For passengers, of course, Charlotte Douglas isn’t quite so low cost. The average domestic airfare from Charlotte was almost $464 in the first quarter this year, 19 percent higher than the national average of $388. That’s a reflection of the limited alternatives: A few low-cost carriers such as Frontier Airlines fly from Charlotte, but only to a handful of destinations.
Negotiations vary by airport
Other airports around the country are negotiating new leases with their major carriers, and the terms vary. While airlines try to keep their landing fees and rent low, the airports typically seek revenue to fund expansion projects.
In Denver, the airport reached a deal with United that runs for 20 years. The airport cut costs and fees it charged United by millions of dollars in exchange for the airline promising to maintain service levels during the terms of the lease. Atlanta’s Hartsfield-Jackson is negotiating with Delta, seeking a 20-year deal that would fund the airport’s $6 billion expansion plan.
Charlotte Douglas is an independently financed department of the city. The airport gets its funding from the fees it charges airlines, parking and concessions revenue and federal grants. Local tax revenues don’t go to the airport. And under federal law, money the airport generates can’t be used for non-airport projects. So, for example, the city couldn’t take excess airport revenue and use it to build a new police station.
Cagle said signing a new lease –which Charlotte City Council would have to approve – will allow the airport to plan for issuing bonds to fund Charlotte Douglas’ ambitious expansion plans. Revenue from airline fees will be an important source of funds for the program.
“It really allows us to understand what our requirements will be as we move forward in our capital program,” Cagle said. “It defines what (the airlines’) commitment will be as we start to move forward.”
Cagle said the airline lease under negotiation will be for a much shorter term than the current agreement.
“It’s clear that it won’t be a 30-year lease,” said Cagle. He said airlines aren’t willing to sign very long agreements as easily as they would in decades past, when the aviation business was less turbulent.
Mann, the aviation analyst, said shorter leases can allow airlines to exert more influence over an airport’s major expansion plans.
“They want to have periodic control over what the airport is spending and how that translates into a cost factor for carriers,” said Mann.

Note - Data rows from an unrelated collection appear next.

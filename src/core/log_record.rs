use crate::core::constants::TransactionID;
use crate::core::errors::*;
use serde::{Deserialize, Serialize};
use serde_json::Value;

/// Payload of every WAL entry the engine writes.
#[derive(Debug, Clone, PartialEq, Serialize, Deserialize)]
#[serde(tag = "type", rename_all = "snake_case")]
pub enum LogRecord {
    /// `record` is the packed record, exactly as written into the page.
    Insert {
        relation: String,
        curvature: f64,
        record: Vec<u8>,
    },
    TxnWrite {
        txn_id: TransactionID,
        resource_id: String,
        old_value: Option<Value>,
        new_value: Value,
        timestamp: u64,
    },
    TxnCommit {
        txn_id: TransactionID,
    },
    TxnAbort {
        txn_id: TransactionID,
    },
}

impl LogRecord {
    pub fn encode(&self) -> Result<Vec<u8>> {
        serde_json::to_vec(self).map_err(|e| Error::SerializationError {
            context: "wal log record".to_string(),
            error: e.to_string(),
        })
    }

    pub fn decode(data: &[u8]) -> Result<Self> {
        serde_json::from_slice(data).map_err(|e| Error::SerializationError {
            context: "wal log record".to_string(),
            error: e.to_string(),
        })
    }
}

#[cfg(test)]
mod tests {
    use super::*;
    use serde_json::json;

    #[test]
    fn test_tagged_encoding() {
        let record = LogRecord::TxnCommit { txn_id: 9 };
        let encoded = record.encode().unwrap();
        let value: Value = serde_json::from_slice(&encoded).unwrap();
        assert_eq!(value, json!({"type": "txn_commit", "txn_id": 9}));
    }

    #[test]
    fn test_txn_write_decodes() {
        let record = LogRecord::TxnWrite {
            txn_id: 1,
            resource_id: "r1".to_string(),
            old_value: None,
            new_value: json!("a"),
            timestamp: 42,
        };
        assert_eq!(LogRecord::decode(&record.encode().unwrap()).unwrap(), record);
    }

    #[test]
    fn test_garbage_is_serialization_error() {
        assert!(matches!(
            LogRecord::decode(b"not json"),
            Err(Error::SerializationError { .. })
        ));
    }
}
pub mod ast;
pub mod lexer;
pub mod parser;

pub use ast::*;
pub use lexer::{tokenize, Token, TokenType};
pub use parser::{parse, Parser};
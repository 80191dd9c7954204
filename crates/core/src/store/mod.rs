mod error;
mod traits;
mod types;

pub use error::{Result, StoreError};
pub use traits::ExpenseStore;
pub use types::{end_of_month, start_of_month};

The airport plans to start or continue work on key projects this year. Cagle said travelers should expect to see:
▪ Construction on the airport’s new terminal roadway (between the terminal and hourly parking deck), which Charlotte Douglas is increasing from three to eight lanes. Work on the $40 million project has already started, and it is expected to last more than two years.
▪ Work on a new concourse and gates north of Concourse A, where the rental cars were located. The $310 million project will take place in two phases, with the first bringing nine new gates and the second 16 new gates.
▪ Site work for a new control tower the FAA is building. The 376-foot tower would be more than twice as tall as the current tower.
▪ Construction on the airport’s planned terminal renovation and rehabilitation project.
The airport also plans to wrap up a new master plan and development plans for the thousands of vacant acres surrounding Charlotte Douglas, which have drawn interest from developers. And Cagle said the airport will launch an environmental impact study for a new, parallel runway, which could open in the early 2020s.
“It’s going to be a very, very busy year,” said Cagle.